WHAT TO DO -
Search the records below for the word "anchor" and show every line where it occurs.

Start of Block

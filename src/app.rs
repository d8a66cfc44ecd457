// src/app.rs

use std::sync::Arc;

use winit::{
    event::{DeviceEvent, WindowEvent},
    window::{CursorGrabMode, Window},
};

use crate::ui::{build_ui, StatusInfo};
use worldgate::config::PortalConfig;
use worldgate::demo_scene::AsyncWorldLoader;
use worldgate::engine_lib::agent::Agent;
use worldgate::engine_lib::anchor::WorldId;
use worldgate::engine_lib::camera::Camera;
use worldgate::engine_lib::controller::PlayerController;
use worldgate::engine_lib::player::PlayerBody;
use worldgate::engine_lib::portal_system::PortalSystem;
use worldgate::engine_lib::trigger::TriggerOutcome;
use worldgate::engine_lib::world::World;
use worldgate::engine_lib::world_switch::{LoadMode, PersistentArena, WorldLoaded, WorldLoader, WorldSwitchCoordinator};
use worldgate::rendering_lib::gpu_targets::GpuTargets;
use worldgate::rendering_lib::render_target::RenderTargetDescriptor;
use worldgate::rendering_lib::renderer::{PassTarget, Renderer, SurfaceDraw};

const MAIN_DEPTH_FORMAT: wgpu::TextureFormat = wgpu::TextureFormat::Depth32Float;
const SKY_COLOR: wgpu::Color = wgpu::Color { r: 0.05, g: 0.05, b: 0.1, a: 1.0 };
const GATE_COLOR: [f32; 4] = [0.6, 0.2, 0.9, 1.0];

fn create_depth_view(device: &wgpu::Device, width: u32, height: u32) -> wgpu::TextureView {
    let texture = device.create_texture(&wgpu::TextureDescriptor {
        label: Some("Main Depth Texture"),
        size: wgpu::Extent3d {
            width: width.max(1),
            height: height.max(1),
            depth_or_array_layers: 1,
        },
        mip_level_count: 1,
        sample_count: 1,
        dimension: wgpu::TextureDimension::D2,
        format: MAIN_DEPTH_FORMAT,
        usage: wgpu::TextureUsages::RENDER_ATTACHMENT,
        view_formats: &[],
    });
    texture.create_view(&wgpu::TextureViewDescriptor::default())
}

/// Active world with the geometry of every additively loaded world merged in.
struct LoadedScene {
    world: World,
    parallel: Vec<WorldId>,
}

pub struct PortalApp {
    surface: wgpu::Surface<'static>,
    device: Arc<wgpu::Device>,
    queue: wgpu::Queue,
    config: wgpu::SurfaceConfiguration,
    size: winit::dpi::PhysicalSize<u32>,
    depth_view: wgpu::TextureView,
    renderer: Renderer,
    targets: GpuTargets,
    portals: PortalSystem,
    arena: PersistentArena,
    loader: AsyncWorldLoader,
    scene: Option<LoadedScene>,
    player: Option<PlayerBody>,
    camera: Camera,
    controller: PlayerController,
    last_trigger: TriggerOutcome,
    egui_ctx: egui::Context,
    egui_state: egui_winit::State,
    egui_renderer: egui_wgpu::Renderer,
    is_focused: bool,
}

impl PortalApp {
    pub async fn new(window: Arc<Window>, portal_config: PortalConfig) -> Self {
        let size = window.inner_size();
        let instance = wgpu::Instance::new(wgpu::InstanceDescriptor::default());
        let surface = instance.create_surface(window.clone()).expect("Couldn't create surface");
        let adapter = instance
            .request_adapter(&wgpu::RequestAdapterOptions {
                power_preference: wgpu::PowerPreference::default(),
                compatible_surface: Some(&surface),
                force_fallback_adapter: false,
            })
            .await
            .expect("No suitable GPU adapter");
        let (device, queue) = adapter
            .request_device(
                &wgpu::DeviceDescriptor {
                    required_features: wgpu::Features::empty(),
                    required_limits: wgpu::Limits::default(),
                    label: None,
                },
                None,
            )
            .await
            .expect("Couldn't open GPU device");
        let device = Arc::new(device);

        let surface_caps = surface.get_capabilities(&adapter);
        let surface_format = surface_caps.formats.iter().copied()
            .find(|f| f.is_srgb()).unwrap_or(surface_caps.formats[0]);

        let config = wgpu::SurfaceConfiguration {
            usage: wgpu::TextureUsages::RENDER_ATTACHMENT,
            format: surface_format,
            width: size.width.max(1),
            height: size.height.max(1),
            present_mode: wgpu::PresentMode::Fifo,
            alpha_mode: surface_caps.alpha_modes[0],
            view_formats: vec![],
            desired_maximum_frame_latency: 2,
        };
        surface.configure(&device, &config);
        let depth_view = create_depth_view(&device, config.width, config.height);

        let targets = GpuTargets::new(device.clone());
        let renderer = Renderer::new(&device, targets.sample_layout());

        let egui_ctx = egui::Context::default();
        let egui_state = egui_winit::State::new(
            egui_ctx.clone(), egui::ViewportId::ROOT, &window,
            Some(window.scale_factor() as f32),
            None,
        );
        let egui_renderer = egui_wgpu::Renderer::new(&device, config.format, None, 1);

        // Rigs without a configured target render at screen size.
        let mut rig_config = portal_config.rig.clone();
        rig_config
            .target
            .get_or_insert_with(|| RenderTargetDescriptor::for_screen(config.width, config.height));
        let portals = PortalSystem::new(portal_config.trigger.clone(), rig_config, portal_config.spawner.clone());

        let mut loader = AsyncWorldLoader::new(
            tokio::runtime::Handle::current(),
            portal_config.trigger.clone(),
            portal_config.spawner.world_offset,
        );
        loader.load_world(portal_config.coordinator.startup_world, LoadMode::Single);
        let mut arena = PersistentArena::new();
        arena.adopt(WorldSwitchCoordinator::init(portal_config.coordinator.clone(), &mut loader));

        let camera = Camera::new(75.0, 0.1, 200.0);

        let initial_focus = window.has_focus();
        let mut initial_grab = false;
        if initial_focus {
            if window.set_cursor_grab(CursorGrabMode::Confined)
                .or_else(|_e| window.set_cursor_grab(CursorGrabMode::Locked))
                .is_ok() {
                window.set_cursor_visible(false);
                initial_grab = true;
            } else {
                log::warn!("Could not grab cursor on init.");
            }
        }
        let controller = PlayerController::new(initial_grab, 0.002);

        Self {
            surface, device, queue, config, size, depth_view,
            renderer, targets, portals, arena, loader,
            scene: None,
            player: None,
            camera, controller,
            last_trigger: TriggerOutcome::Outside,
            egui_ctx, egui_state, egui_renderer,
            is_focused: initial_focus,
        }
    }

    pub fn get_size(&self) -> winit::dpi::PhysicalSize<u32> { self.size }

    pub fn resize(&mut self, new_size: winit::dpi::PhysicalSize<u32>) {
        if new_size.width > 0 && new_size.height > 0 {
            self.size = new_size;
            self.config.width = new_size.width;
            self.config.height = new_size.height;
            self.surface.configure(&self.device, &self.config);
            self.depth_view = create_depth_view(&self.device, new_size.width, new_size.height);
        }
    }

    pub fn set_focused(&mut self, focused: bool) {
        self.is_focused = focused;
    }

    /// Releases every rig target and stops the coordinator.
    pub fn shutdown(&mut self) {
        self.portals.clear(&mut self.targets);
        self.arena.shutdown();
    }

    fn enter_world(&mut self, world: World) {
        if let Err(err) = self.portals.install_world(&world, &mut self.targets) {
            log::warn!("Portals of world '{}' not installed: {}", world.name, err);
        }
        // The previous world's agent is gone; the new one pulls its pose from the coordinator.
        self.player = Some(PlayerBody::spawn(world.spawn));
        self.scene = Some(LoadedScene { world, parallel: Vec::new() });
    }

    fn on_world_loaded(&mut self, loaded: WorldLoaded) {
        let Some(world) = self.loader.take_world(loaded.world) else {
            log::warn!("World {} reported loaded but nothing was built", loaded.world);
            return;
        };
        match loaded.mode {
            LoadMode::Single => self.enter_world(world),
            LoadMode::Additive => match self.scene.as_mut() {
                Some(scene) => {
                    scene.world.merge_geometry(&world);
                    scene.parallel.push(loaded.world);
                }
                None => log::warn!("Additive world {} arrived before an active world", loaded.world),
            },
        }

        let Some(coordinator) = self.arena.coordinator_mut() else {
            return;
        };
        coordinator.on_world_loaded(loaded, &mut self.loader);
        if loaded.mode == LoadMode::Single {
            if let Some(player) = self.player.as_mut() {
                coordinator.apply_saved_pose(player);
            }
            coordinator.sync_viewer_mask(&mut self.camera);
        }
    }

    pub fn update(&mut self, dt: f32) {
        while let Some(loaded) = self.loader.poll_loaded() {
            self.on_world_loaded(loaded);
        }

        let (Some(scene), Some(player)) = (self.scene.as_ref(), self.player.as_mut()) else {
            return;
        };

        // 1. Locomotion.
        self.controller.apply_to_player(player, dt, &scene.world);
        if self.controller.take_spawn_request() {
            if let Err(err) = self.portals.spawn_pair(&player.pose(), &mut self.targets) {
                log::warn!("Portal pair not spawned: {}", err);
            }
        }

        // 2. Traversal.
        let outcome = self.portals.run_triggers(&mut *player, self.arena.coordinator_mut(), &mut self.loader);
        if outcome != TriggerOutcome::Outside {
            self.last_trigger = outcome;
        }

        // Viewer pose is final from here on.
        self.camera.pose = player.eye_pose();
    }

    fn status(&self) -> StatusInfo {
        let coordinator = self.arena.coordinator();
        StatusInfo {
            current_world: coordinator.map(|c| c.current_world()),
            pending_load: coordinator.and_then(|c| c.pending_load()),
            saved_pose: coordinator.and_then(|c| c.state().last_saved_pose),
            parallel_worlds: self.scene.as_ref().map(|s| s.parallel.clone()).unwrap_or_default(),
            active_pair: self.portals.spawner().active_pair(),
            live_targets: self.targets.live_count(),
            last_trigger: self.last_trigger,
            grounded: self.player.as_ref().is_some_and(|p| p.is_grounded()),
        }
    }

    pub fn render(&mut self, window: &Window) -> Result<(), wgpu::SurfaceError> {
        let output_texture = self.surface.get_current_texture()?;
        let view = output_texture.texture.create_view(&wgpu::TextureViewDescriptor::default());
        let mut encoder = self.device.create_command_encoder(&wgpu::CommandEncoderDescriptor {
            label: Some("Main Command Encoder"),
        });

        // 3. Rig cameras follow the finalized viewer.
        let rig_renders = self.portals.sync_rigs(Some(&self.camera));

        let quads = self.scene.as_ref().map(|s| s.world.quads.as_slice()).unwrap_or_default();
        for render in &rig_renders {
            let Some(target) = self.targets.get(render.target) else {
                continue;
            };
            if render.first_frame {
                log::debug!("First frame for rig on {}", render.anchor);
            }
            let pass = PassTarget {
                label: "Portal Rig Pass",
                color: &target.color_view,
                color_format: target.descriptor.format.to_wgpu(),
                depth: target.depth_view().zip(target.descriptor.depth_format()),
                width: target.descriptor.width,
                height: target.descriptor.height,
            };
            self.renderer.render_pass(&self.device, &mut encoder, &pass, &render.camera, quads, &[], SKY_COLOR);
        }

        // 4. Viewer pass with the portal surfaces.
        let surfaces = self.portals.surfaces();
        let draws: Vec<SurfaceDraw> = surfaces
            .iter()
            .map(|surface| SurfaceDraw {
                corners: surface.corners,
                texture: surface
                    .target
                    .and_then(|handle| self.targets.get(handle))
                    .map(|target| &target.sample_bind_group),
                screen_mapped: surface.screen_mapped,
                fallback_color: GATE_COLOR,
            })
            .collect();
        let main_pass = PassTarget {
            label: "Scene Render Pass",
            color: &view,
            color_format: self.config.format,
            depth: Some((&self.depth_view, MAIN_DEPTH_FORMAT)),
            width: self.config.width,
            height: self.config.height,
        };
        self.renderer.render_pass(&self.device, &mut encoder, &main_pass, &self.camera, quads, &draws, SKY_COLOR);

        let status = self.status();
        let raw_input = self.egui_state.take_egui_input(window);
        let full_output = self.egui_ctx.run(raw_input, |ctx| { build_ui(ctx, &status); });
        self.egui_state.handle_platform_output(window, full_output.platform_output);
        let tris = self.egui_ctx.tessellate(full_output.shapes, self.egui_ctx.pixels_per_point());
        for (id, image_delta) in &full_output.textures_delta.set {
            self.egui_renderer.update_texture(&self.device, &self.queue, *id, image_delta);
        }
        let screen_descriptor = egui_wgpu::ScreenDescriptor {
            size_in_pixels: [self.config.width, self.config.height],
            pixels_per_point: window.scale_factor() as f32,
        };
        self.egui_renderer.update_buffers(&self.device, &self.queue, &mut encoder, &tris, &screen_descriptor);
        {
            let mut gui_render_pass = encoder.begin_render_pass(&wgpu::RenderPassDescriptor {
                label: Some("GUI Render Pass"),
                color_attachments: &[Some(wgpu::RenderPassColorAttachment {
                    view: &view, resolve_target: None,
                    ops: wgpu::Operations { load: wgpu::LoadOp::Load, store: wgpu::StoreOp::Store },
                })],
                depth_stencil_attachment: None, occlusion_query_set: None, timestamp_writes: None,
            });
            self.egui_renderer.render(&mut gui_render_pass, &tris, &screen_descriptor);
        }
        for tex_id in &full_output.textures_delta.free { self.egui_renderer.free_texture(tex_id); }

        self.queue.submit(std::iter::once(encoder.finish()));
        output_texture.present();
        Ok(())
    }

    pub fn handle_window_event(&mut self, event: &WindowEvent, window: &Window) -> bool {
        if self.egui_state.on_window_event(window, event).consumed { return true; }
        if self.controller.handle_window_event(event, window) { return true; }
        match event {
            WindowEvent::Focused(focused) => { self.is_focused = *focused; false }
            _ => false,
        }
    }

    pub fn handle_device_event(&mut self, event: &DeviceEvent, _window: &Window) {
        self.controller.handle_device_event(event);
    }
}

End of Block

WRITTEN SOLUTION -
use worldgate::engine_lib::anchor::WorldId;
                log::debug!("First frame for rig on {}", render.anchor);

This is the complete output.